Bütün değerlerin insan hayatında önemli yeri vardır. Her değer kendi yerinde daha değerlidir, ama eğer değerler arasında önem açısından ille bir sıralama yapılacaksa kendi adıma adaleti en öne alırım. Çünkü adaleti ikame etmek için birçok değerin yan yana gelmesi gerekir. Dolayısıyla adalet denen değerin varlığı, birden fazla değerin varlığını gerektirdiği için değeri katmerleşir.
Adalet için inanç gerekir; değerine ve herkes için gerekli olduğuna inanmadan adalet tesis edilemez.
Adalet için bilgi gerekir; bilmeden adalet oluşturulmaz. Adalet için bilinç gerekir; bilginin yüklediği sorumluluğu fark etmeden adalet gerçekleştirilemez. Adalet için fedakârlık gerekir; hoşuna gidenden vazgeçmeyi göze almadıkça adalet sağlanamaz.
Adalet için basiret gerekir; kalpler ve vicdanlar selim aklın, vahyin, ilahi öğretilerin, nebilerin, sâlih (insanlık icin müspet uretim yapan) kulların yönelttiği yönlere yönelmedikçe adalet vücût bulamaz.
Adalet için âşk gerekir; yürekler, değerlerin câzibesiyle dolmadıkça yakınların, akrabaların aleyhine olanı kabul etmeyi içselleştiremez. Değerleri her şeyden öncelemedikçe adalet hayat bulamaz. Adalet kin ve nefret gerektirir; sineler, düşmanın nefretini aşacak şekilde; zulmün, azgınlığın nefretinden taşmadıkça; azgınlığa ve zulme duyulan nefret, düşmana duyulan nefretin önüne geçmedikçe adalet garantiye alınamaz. Hülasa adalet için çok şey gerekir.
Çok şeyi gerektiren elbette çok değerlidir. Çok değerli olan herkes için gereklidir. Kimse çok değerli olandan bigâne kalamaz, hiç kimse ona yüzünü çeviremez, sırtını dönemez. Ne ulûhiyet, ne nübüvvet, ne velayet, ne vekâlet, ne şahadet hiçbiri adaletsiz olamaz.
Adaletin olmadığı bir yerde bu sıfatların hiçbirinden söz edilemez. Beşerin ulûhiyete karşı ubudiyetini ifa edebilmesi için nübüvvetin getirdiği direktiflerin adil şahitleri olarak hayat sürdürmesi gerekir.

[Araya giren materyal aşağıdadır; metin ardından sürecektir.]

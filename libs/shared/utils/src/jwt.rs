use base64::{engine::general_purpose::URL_SAFE_NO_PAD, Engine};
use chrono::{TimeZone, Utc};
use hmac::{Hmac, Mac};
use sha2::Sha256;
use tracing::debug;

use shared_models::auth::{JwtClaims, User};

type HmacSha256 = Hmac<Sha256>;

/// Validate an HS256 bearer token and turn its claims into a `User`.
pub fn validate_token(token: &str, jwt_secret: &str) -> Result<User, String> {
    if jwt_secret.is_empty() {
        return Err("JWT secret is not set".to_string());
    }

    let parts: Vec<&str> = token.split('.').collect();
    if parts.len() != 3 {
        return Err("Invalid token format".to_string());
    }

    let (header_b64, claims_b64, signature_b64) = (parts[0], parts[1], parts[2]);

    let signature = URL_SAFE_NO_PAD
        .decode(signature_b64)
        .map_err(|_| "Invalid signature encoding".to_string())?;

    let signed_payload = format!("{}.{}", header_b64, claims_b64);

    let mut mac = HmacSha256::new_from_slice(jwt_secret.as_bytes())
        .map_err(|_| "Failed to create HMAC".to_string())?;
    mac.update(signed_payload.as_bytes());

    if mac.verify_slice(&signature).is_err() {
        debug!("token signature verification failed");
        return Err("Invalid token signature".to_string());
    }

    let claims_json = URL_SAFE_NO_PAD
        .decode(claims_b64)
        .ok()
        .and_then(|bytes| String::from_utf8(bytes).ok())
        .ok_or_else(|| "Invalid claims encoding".to_string())?;

    let claims: JwtClaims = serde_json::from_str(&claims_json).map_err(|e| {
        debug!("failed to parse claims: {}", e);
        "Invalid claims format".to_string()
    })?;

    if let Some(exp) = claims.exp {
        let now = Utc::now().timestamp() as u64;
        if exp < now {
            debug!("token expired at {} (now: {})", exp, now);
            return Err("Token expired".to_string());
        }
    }

    let created_at = claims
        .iat
        .and_then(|ts| Utc.timestamp_opt(ts as i64, 0).single());

    let user = User {
        id: claims.sub,
        email: claims.email,
        role: claims.role,
        created_at,
    };

    debug!("token validated for user {}", user.id);
    Ok(user)
}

Adil olma vasfını yitiren beşer, adaleti öteleyen, erteleyen bir anlayışla ancak sefaletin ve rezaletin temsilciliğini yapabilir. Adil olmadıkça erdem ve erdemlilik adına bir tek pratik sergilenemez. İnsanlık, tarihinin hiçbir döneminde adaletten ve adalet arayışından vazgeçmemiştir. Ancak beşer, tarihin hiçbir döneminde adaletten bugünkünden daha çok -dile yansıyan bunca şedid talebine rağmen- yoksun kalmamıştır.

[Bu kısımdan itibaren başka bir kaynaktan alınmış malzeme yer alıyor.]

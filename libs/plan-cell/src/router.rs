use std::sync::Arc;

use axum::{
    middleware,
    routing::{delete, get, post, put},
    Router,
};

use shared_database::AppState;
use shared_utils::extractor::auth_middleware;

use crate::handlers;

pub fn plan_routes(state: Arc<AppState>) -> Router {
    let protected_routes = Router::new()
        .route("/", get(handlers::list_plans))
        .route("/", post(handlers::create_plan))
        .route("/{plan_id}", put(handlers::update_plan))
        .route("/{plan_id}", delete(handlers::delete_plan))
        .layer(middleware::from_fn_with_state(state.clone(), auth_middleware));

    Router::new().merge(protected_routes).with_state(state)
}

Adalet her zaman herkes için gerekliliğini hiç bu kadar ihsas ettirmemiştir. Beşerin hangi sorununun temelinde adaletten yoksunluk yoktur ki? Hangi sorunu ele aldığımızda, kaynağında, kıyısında, köşesinde ama mutlaka bir yerinde adaletsizliğin yatmadığına şahitlik edebiliriz ki? Ve hangi sorunu çözmeye adaletle yaklaştığımızda çözemeyiz ki?
Çözümünde adaletin rol almadığı; adalet olmadan çözülebilecek bir sorunun varlığını hangi birimiz tasavvur ya da tahayyül edebilir ki?

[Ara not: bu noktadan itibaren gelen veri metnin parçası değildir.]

use std::collections::HashMap;
use std::sync::Arc;

use chrono::{Datelike, NaiveDate, NaiveTime, Weekday};
use reqwest::Method;
use serde::Deserialize;
use serde_json::Value;
use tracing::{debug, warn};
use uuid::Uuid;

use shared_database::PostgrestClient;

use crate::models::{parse_clock, SchedulingError, SpecialistScheduling, WorkingWindow};

/// Template applied whenever a specialist has no usable working-hours
/// configuration: 08:00-12:00 and 13:30-17:30.
pub fn default_windows() -> Vec<WorkingWindow> {
    vec![
        WorkingWindow {
            start: NaiveTime::from_hms_opt(8, 0, 0).unwrap_or(NaiveTime::MIN),
            end: NaiveTime::from_hms_opt(12, 0, 0).unwrap_or(NaiveTime::MIN),
        },
        WorkingWindow {
            start: NaiveTime::from_hms_opt(13, 30, 0).unwrap_or(NaiveTime::MIN),
            end: NaiveTime::from_hms_opt(17, 30, 0).unwrap_or(NaiveTime::MIN),
        },
    ]
}

#[derive(Debug, Deserialize)]
struct WindowSpec {
    start: String,
    end: String,
}

/// The two persisted shapes of the `working_hours` column: a flat list of
/// windows applied every day, or a map keyed by weekday name.
#[derive(Debug, Deserialize)]
#[serde(untagged)]
enum WorkingHoursConfig {
    Flat(Vec<WindowSpec>),
    ByWeekday(HashMap<String, Vec<WindowSpec>>),
}

/// Resolve the ordered, disjoint working windows for one date. Pure in its
/// inputs, and total: missing, empty or unparseable configuration always
/// falls back to the default template.
pub fn resolve_windows(raw: Option<&Value>, date: NaiveDate) -> Vec<WorkingWindow> {
    let Some(raw) = raw else {
        return default_windows();
    };

    // A text column arrives as a JSON string wrapping the real document.
    let parsed: Result<WorkingHoursConfig, _> = match raw {
        Value::String(text) => serde_json::from_str(text),
        other => serde_json::from_value(other.clone()),
    };

    let config = match parsed {
        Ok(config) => config,
        Err(e) => {
            warn!("unparseable working_hours configuration, using default template: {}", e);
            return default_windows();
        }
    };

    let specs = match &config {
        WorkingHoursConfig::Flat(list) => list.as_slice(),
        WorkingHoursConfig::ByWeekday(map) => weekday_entry(map, date.weekday()),
    };

    let windows: Vec<WorkingWindow> = specs.iter().filter_map(parse_window).collect();
    if windows.is_empty() {
        return default_windows();
    }
    windows
}

fn weekday_entry(map: &HashMap<String, Vec<WindowSpec>>, weekday: Weekday) -> &[WindowSpec] {
    let (full, short) = match weekday {
        Weekday::Mon => ("monday", "mon"),
        Weekday::Tue => ("tuesday", "tue"),
        Weekday::Wed => ("wednesday", "wed"),
        Weekday::Thu => ("thursday", "thu"),
        Weekday::Fri => ("friday", "fri"),
        Weekday::Sat => ("saturday", "sat"),
        Weekday::Sun => ("sunday", "sun"),
    };

    map.iter()
        .find(|(key, specs)| {
            let key = key.trim().to_lowercase();
            (key == full || key == short) && !specs.is_empty()
        })
        .map(|(_, specs)| specs.as_slice())
        .unwrap_or(&[])
}

fn parse_window(spec: &WindowSpec) -> Option<WorkingWindow> {
    let start = parse_clock(spec.start.trim())?;
    let end = parse_clock(spec.end.trim())?;
    if start >= end {
        return None;
    }
    Some(WorkingWindow { start, end })
}

/// Storage-backed grid builder: fetches the specialist row and resolves its
/// windows for a date.
pub struct AvailabilityService {
    db: Arc<PostgrestClient>,
}

impl AvailabilityService {
    pub fn new(db: Arc<PostgrestClient>) -> Self {
        Self { db }
    }

    pub async fn specialist(
        &self,
        specialist_id: Uuid,
        auth_token: &str,
    ) -> Result<SpecialistScheduling, SchedulingError> {
        let path = format!(
            "/rest/v1/specialists?id=eq.{}&select=id,accepts_plan,consultation_minutes,working_hours",
            specialist_id
        );
        let rows: Vec<SpecialistScheduling> = self
            .db
            .request(Method::GET, &path, Some(auth_token), None)
            .await
            .map_err(|e| SchedulingError::Database(e.to_string()))?;

        rows.into_iter()
            .next()
            .ok_or(SchedulingError::SpecialistNotFound)
    }

    pub fn windows_for(&self, specialist: &SpecialistScheduling, date: NaiveDate) -> Vec<WorkingWindow> {
        let windows = resolve_windows(specialist.working_hours.as_ref(), date);
        debug!(
            "specialist {} has {} working window(s) on {}",
            specialist.id,
            windows.len(),
            date
        );
        windows
    }
}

Adalet: Vacib-ul vücudun olmazsa olmaz vasfı. Adalet: Varlığın fıtratına bahşedilen meziyet.
Adalet: Varlığında kemalin hazzının hissedildiği haslet.
Adalet: Yokluğunda noksanlığın, anlamsızlığın buhranında yaşanılan vaziyet… Sahi iman sahibi birinin adalet uğruna feda edemeyeceği bir tek şeyi olabilir mi? Varsa iman sahibinin daha önceleyecek şeyi, “Ey iman edenler, iman ediniz”den daha çok derdine deva, sorununa çare olacak başka bir yol bulunur mu?
Adaletten yoksun bir hayat ızdıraptır. Adaleti öncelemeye sevk etmeyen bir iman, murdardır… Adalet uğruna feda edilmeyecek kadar önemsenen yaşam, zillete duçardır. Adaletin hâkim olduğu günleri insanlığın görmesi dileğiyle… Vesselam!